Since we'd never shrink the backing array, this means that even when we only 
visit 1,000 nodes, we would then have to clear the 32k entries of the backing 
array, so the hashset#clear calls might not be free (though still cheaper than 
on FixedBitSet).

This makes me wonder if we should consider using a specialized hash set 
implementation for this use-case, e.g. by using a FixedBitSet to track used 
buckets instead of sentinel values (which I believe is what HPPC's IntHashSet 
is doing). This would make {{IntHashSet#add}} calls a bit more expensive 
(maybe?), but then clearing the Set would only consist of clearing the BitSet 
that tracks used slots instead of the backing array, so we'd need to clear 
32,768 bits = 4kB of data instead of 32,768*4=128kB.
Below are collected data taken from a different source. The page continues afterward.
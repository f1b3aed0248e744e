//! Core error types for evergreen-core.
//!
//! This module defines a comprehensive error hierarchy using thiserror
//! for better error handling and reporting across the library.

use std::path::PathBuf;
use thiserror::Error;

/// Core error type for evergreen-core.
#[derive(Error, Debug)]
pub enum CoreError {
    /// Storage-related errors
    #[error("Storage error: {0}")]
    Store(#[from] StoreError),

    /// Configuration-related errors
    #[error("Configuration error: {0}")]
    Config(#[from] ConfigError),

    /// Authentication-related errors
    #[error("Auth error: {0}")]
    Auth(#[from] AuthError),

    /// Remote sync errors
    #[error("Sync error: {0}")]
    Sync(#[from] SyncError),

    /// Validation errors
    #[error("Validation error: {0}")]
    Validation(#[from] ValidationError),

    /// IO errors
    #[error("IO error: {0}")]
    Io(#[from] std::io::Error),

    /// Serialization/deserialization errors
    #[error("JSON error: {0}")]
    Json(#[from] serde_json::Error),

    /// Generic errors with context
    #[error("{0}")]
    Custom(String),
}

/// Storage-specific errors.
#[derive(Error, Debug)]
pub enum StoreError {
    /// Failed to open database connection
    #[error("Failed to open database at {path}: {source}")]
    OpenFailed {
        path: PathBuf,
        #[source]
        source: rusqlite::Error,
    },

    /// Query execution failed
    #[error("Query failed: {0}")]
    QueryFailed(String),

    /// Migration failed
    #[error("Database migration failed: {0}")]
    MigrationFailed(String),

    /// Database is locked
    #[error("Database is locked")]
    Locked,
}

/// Configuration-specific errors.
#[derive(Error, Debug)]
pub enum ConfigError {
    /// Failed to load preferences
    #[error("Failed to load preferences from {path}: {message}")]
    LoadFailed { path: PathBuf, message: String },

    /// Failed to save preferences
    #[error("Failed to save preferences to {path}: {message}")]
    SaveFailed { path: PathBuf, message: String },

    /// Invalid preference value
    #[error("Invalid value for '{key}': {message}")]
    InvalidValue { key: String, message: String },

    /// Unknown preference key
    #[error("Unknown preference key: {0}")]
    UnknownKey(String),

    /// Failed to parse preferences
    #[error("Failed to parse preferences: {0}")]
    ParseFailed(String),
}

/// Authentication-specific errors.
#[derive(Error, Debug)]
pub enum AuthError {
    /// No user is signed in
    #[error("Not signed in")]
    NotAuthenticated,

    /// Email/password pair did not match a registered account
    #[error("Invalid email or password")]
    InvalidCredentials,

    /// Email already registered
    #[error("An account already exists for {0}")]
    EmailTaken(String),

    /// No account matches the given email
    #[error("No account found for {0}")]
    AccountNotFound(String),

    /// Password below the minimum length
    #[error("Password must be at least {min_len} characters")]
    WeakPassword { min_len: usize },

    /// Operation requires a registered (non-anonymous) account
    #[error("Operation not available for guest accounts")]
    AnonymousAccount,

    /// Stored session token failed verification
    #[error("Session token invalid: {0}")]
    TokenInvalid(String),

    /// Password reset code wrong or expired
    #[error("Password reset code is invalid or expired")]
    ResetCodeInvalid,

    /// Credential storage (keyring or fallback) failed
    #[error("Credential store error: {0}")]
    CredentialStore(String),
}

/// Remote ledger sync errors.
#[derive(Error, Debug)]
pub enum SyncError {
    /// HTTP transport failure
    #[error("HTTP error: {0}")]
    Http(#[from] reqwest::Error),

    /// Server rejected the request
    #[error("Remote rejected request ({status}): {message}")]
    Rejected { status: u16, message: String },

    /// Malformed base URL
    #[error("Invalid remote base URL: {0}")]
    InvalidBaseUrl(#[from] url::ParseError),

    /// Response body missing an expected field
    #[error("Malformed remote response: {0}")]
    MalformedResponse(String),
}

/// Validation errors.
#[derive(Error, Debug)]
pub enum ValidationError {
    /// Session duration of zero is rejected, never clamped
    #[error("Focus duration must be greater than zero")]
    ZeroDuration,

    /// Invalid value
    #[error("Invalid value for '{field}': {message}")]
    InvalidValue { field: String, message: String },

    /// Malformed email address
    #[error("Invalid email address: {0}")]
    InvalidEmail(String),
}

// Helper implementations for converting from other error types

impl From<rusqlite::Error> for StoreError {
    fn from(err: rusqlite::Error) -> Self {
        match &err {
            rusqlite::Error::SqliteFailure(err, _msg) => {
                if err.code == rusqlite::ErrorCode::DatabaseLocked {
                    StoreError::Locked
                } else {
                    StoreError::QueryFailed(err.to_string())
                }
            }
            _ => StoreError::QueryFailed(err.to_string()),
        }
    }
}

impl From<rusqlite::Error> for CoreError {
    fn from(err: rusqlite::Error) -> Self {
        CoreError::Store(err.into())
    }
}

impl From<Box<dyn std::error::Error + Send + Sync>> for CoreError {
    fn from(err: Box<dyn std::error::Error + Send + Sync>) -> Self {
        CoreError::Custom(err.to_string())
    }
}

/// Result type alias for CoreError
pub type Result<T, E = CoreError> = std::result::Result<T, E>;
> Use hash set for visited nodes in HNSW search?
> --
>
> Key: LUCENE-10404
> URL: https://issues.apache.org/jira/browse/LUCENE-10404
> Project: Lucene - Core
>  Issue Type: Improvement
>Reporter: Julie Tibshirani
>Priority: Minor
>
> While searching each layer, HNSW tracks the nodes it has already visited 
> using a BitSet. We could look into using something like IntHashSet instead. I 
> tried out the idea quickly by switching to IntIntHashMap (which has already 
> been copied from hppc) and saw an improvement in index performance. 
> *Baseline:* 760896 msec to write vectors
> *Using IntIntHashMap:* 733017 msec to write vectors
> I noticed search performance actually got a little bit worse with the change 
> -- that is something to look into.
> For background, it's good to be aware that HNSW can visit a lot of nodes. For 
> example, on the glove-100-angular dataset with ~1.2 million docs, HNSW search 
> visits ~1000 - 15,000 docs depending on the recall. This number can increase 
> when searching with deleted docs, especially if you hit a "pathological" case 
> where the deleted docs happen to be closest to the query vector.